The authors compared their new FARES method with the Hippocratic and Kocher methods. Their description of the Hippocratic method is more consistent with the traction/countertraction method, as they used a sheet for countertraction as opposed to placing their foot in the patient’s axilla. The authors randomized 154 patients (121 men and 33 women; mean age, 43.6 years) among the 3 treatment methods. Patient demographics were similar between the 3 groups as was the prevalence of a coexisting fracture of the greater tuberosity and the mean time between the injury and the first attempt at reduction. Providers were able to attempt the assigned technique twice before it was considered unsuccessful. No patients received any analgesics or sedation. Patients in whom the attempts were unsuccessful were taken to the operating room for sedation and further reduction procedures. In this group, all dislocations were reduced on the

first attempt; and no patient required open reduction.
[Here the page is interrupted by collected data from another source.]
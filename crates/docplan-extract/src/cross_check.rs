//! Cross-validation between extracted entities
//!
//! A fact is cross-validated when another entity of the same kind states the
//! same fact from a different set of chunks. Only chunks a citation actually
//! resolves to count, so an ungrounded citation never confirms anything.

use crate::citation::ChunkRegistry;
use crate::entity::{DeadlineTiming, EntityKind, ExtractedEntity};
use rust_decimal::Decimal;
use std::collections::{BTreeSet, HashMap};

#[derive(Debug, Clone, PartialEq, Eq, Hash)]
enum FactKey {
    Deadline(DeadlineTiming),
    Fee(Decimal, String),
    Document(String),
    Step(String),
    Contact(String, String),
}

fn normalize(text: &str) -> String {
    text.split_whitespace()
        .collect::<Vec<_>>()
        .join(" ")
        .to_lowercase()
}

fn fact_key(entity: &ExtractedEntity) -> FactKey {
    match &entity.kind {
        EntityKind::Deadline(d) => FactKey::Deadline(d.timing),
        EntityKind::Fee(f) => FactKey::Fee(f.amount.normalize(), f.currency.to_uppercase()),
        EntityKind::RequiredDocument(_) => FactKey::Document(normalize(&entity.description)),
        EntityKind::ProcessStep(_) => FactKey::Step(normalize(&entity.description)),
        EntityKind::ContactInfo(c) => FactKey::Contact(normalize(&c.channel), normalize(&c.value)),
    }
}

/// For each entity (same order as input), whether it is cross-validated
#[must_use]
pub fn cross_validate(entities: &[ExtractedEntity], registry: &ChunkRegistry) -> Vec<bool> {
    let mut groups: HashMap<FactKey, Vec<usize>> = HashMap::new();
    for (i, entity) in entities.iter().enumerate() {
        groups.entry(fact_key(entity)).or_default().push(i);
    }

    let chunks: Vec<BTreeSet<_>> = entities.iter().map(|e| e.grounded_chunks(registry)).collect();

    let mut confirmed = vec![false; entities.len()];
    for members in groups.values().filter(|m| m.len() > 1) {
        for &i in members {
            confirmed[i] = members
                .iter()
                .any(|&j| j != i && !chunks[j].is_empty() && chunks[j] != chunks[i]);
        }
    }
    confirmed
}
The FARES technique was successful in reducing 47 (88.7%) of 53 shoulder dislocations compared with 37 (72.5%) of 51 for the Hippocratic method and 34 (68%) of 50 for the Kocher method (P = .033). The average time to reduction using the FARES technique was 2.36 +- 1.24 minutes, with an average visual analog pain score of 1.57 +- 1.43. Both parameters were statistically better (P = .001) than those associated with the Hippocratic method (5.55 +- 1.58 minutes and 4.88 +- 2.17, respectively) and Kocher

method (4.32 +- 2.12 minutes and 5.44 +- 1.92, respectively).
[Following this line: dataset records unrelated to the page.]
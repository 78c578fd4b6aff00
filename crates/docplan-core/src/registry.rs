//! Committed workflows, one per document
//!
//! A commit publishes a complete, validated workflow or nothing. Versions only
//! move forward: a pass older than or equal to the committed one is refused.

use crate::error::ReconcileError;
use dashmap::mapref::entry::Entry;
use dashmap::DashMap;
use docplan_extract::DocumentId;
use docplan_workflow::Workflow;
use std::sync::Arc;

/// Concurrent map of the current workflow per document
#[derive(Debug, Default)]
pub struct WorkflowRegistry {
    workflows: DashMap<DocumentId, Arc<Workflow>>,
}

impl WorkflowRegistry {
    #[inline]
    #[must_use]
    pub fn new() -> Self {
        Self::default()
    }

    #[inline]
    #[must_use]
    pub fn len(&self) -> usize {
        self.workflows.len()
    }

    #[inline]
    #[must_use]
    pub fn is_empty(&self) -> bool {
        self.workflows.is_empty()
    }

    /// Publish a workflow as its document's current one.
    ///
    /// # Errors
    /// - `Assembly` if the workflow fails validation
    /// - `StaleVersion` if an equal or newer version is committed
    pub fn commit(&self, workflow: Workflow) -> Result<Arc<Workflow>, ReconcileError> {
        workflow.validate()?;
        let document_id = workflow.document_id;
        let offered = workflow.document_version;

        match self.workflows.entry(document_id) {
            Entry::Occupied(mut occupied) => {
                let current = occupied.get().document_version;
                if offered <= current {
                    tracing::warn!(document_id = %document_id, offered, current, "stale workflow refused");
                    return Err(ReconcileError::StaleVersion {
                        document_id,
                        offered,
                        current,
                    });
                }
                let workflow = Arc::new(workflow);
                occupied.insert(Arc::clone(&workflow));
                tracing::info!(document_id = %document_id, version = offered, previous = current, "workflow superseded");
                Ok(workflow)
            }
            Entry::Vacant(vacant) => {
                let workflow = Arc::new(workflow);
                vacant.insert(Arc::clone(&workflow));
                tracing::info!(document_id = %document_id, version = offered, "workflow committed");
                Ok(workflow)
            }
        }
    }

    /// Current workflow of a document
    #[must_use]
    pub fn get(&self, document_id: DocumentId) -> Option<Arc<Workflow>> {
        self.workflows.get(&document_id).map(|entry| Arc::clone(entry.value()))
    }

    /// Committed version of a document
    #[must_use]
    pub fn current_version(&self, document_id: DocumentId) -> Option<u32> {
        self.workflows.get(&document_id).map(|entry| entry.document_version)
    }

    /// Forget a document's workflow
    pub fn remove_document(&self, document_id: DocumentId) -> Option<Arc<Workflow>> {
        self.workflows.remove(&document_id).map(|(_, workflow)| workflow)
    }
}

#[cfg(test)]
mod tests {
    use super::*;
    use crate::pipeline::{ExtractionInput, Reconciler};
    use docplan_test_utils::{create_registry, create_sample_entities, reference};
    use pretty_assertions::assert_eq;
    use tokio_util::sync::CancellationToken;

    fn workflow(document_id: DocumentId, version: u32) -> Workflow {
        let input = ExtractionInput::new(create_registry(document_id), reference(), create_sample_entities())
            .with_version(version);
        Reconciler::default()
            .reconcile(input, &CancellationToken::new())
            .unwrap()
            .workflow
    }

    #[test]
    fn newer_versions_supersede() {
        let registry = WorkflowRegistry::new();
        let doc = DocumentId::new();
        registry.commit(workflow(doc, 1)).unwrap();
        let second = registry.commit(workflow(doc, 2)).unwrap();

        assert_eq!(registry.current_version(doc), Some(2));
        assert_eq!(registry.get(doc).unwrap().workflow_id, second.workflow_id);
        assert_eq!(registry.len(), 1);
    }

    #[test]
    fn stale_versions_are_refused() {
        let registry = WorkflowRegistry::new();
        let doc = DocumentId::new();
        let committed = registry.commit(workflow(doc, 3)).unwrap();

        for version in [2, 3] {
            let err = registry.commit(workflow(doc, version)).unwrap_err();
            assert!(matches!(err, ReconcileError::StaleVersion { offered, current: 3, .. } if offered == version));
        }
        assert_eq!(registry.get(doc).unwrap().workflow_id, committed.workflow_id);
    }

    #[test]
    fn invalid_workflows_are_never_published() {
        let registry = WorkflowRegistry::new();
        let doc = DocumentId::new();
        let mut broken = workflow(doc, 1);
        broken.steps[0].number = 7;

        assert!(matches!(registry.commit(broken), Err(ReconcileError::Assembly(_))));
        assert!(registry.get(doc).is_none());
    }

    #[test]
    fn removal() {
        let registry = WorkflowRegistry::new();
        let doc = DocumentId::new();
        registry.commit(workflow(doc, 1)).unwrap();
        assert!(registry.remove_document(doc).is_some());
        assert!(registry.is_empty());
        assert!(registry.remove_document(doc).is_none());
    }
}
  1. Chuang CH, Pinkowsky GJ, Hollenbeak CS, Armstrong AD. Medicine versus Orthopedic service for hospital management of hip fractures. Clin Orthop Relat Res 2010;468:2218-2223.

There is no debate that patients with hip fractures require admission to the hospital and that most of them should undergo operative repair as soon as possible. However, there is often debate over whether the orthopedic or medicine service should have primary responsibility for the patient. Whether the primary service has any effect on the rate of complications, length of stay, or time to surgery is unknown. The authors of this study, which included members of the departments of medicine, public health sciences, orthopedics, and surgery, sought to find the answers to these questions.

This was a retrospective cohort study conducted at a university-based academic medical center. It involved 151 patients who were admitted for hip fracture surgical repair in 2006. Patients were excluded if they were managed nonoperatively; had previous surgery on the same hip; were admitted to a service other than orthopedics, internal medicine, or Family Medicine; were younger than 50 years; had pathologic or bilateral hip fractures; or had sustained multiple trauma. Fractures of the femur at the femoral head or neck, intertrochanteric, and subtrochanteric regions were included. Of the 151 patient charts that were reviewed, 98 were included in the final analysis. Sixty-five patients were admitted to the orthopedic service; and 33, to a medical service. Fifty-three (81.5%) of the patients admitted to the orthopedic service had a medical consult.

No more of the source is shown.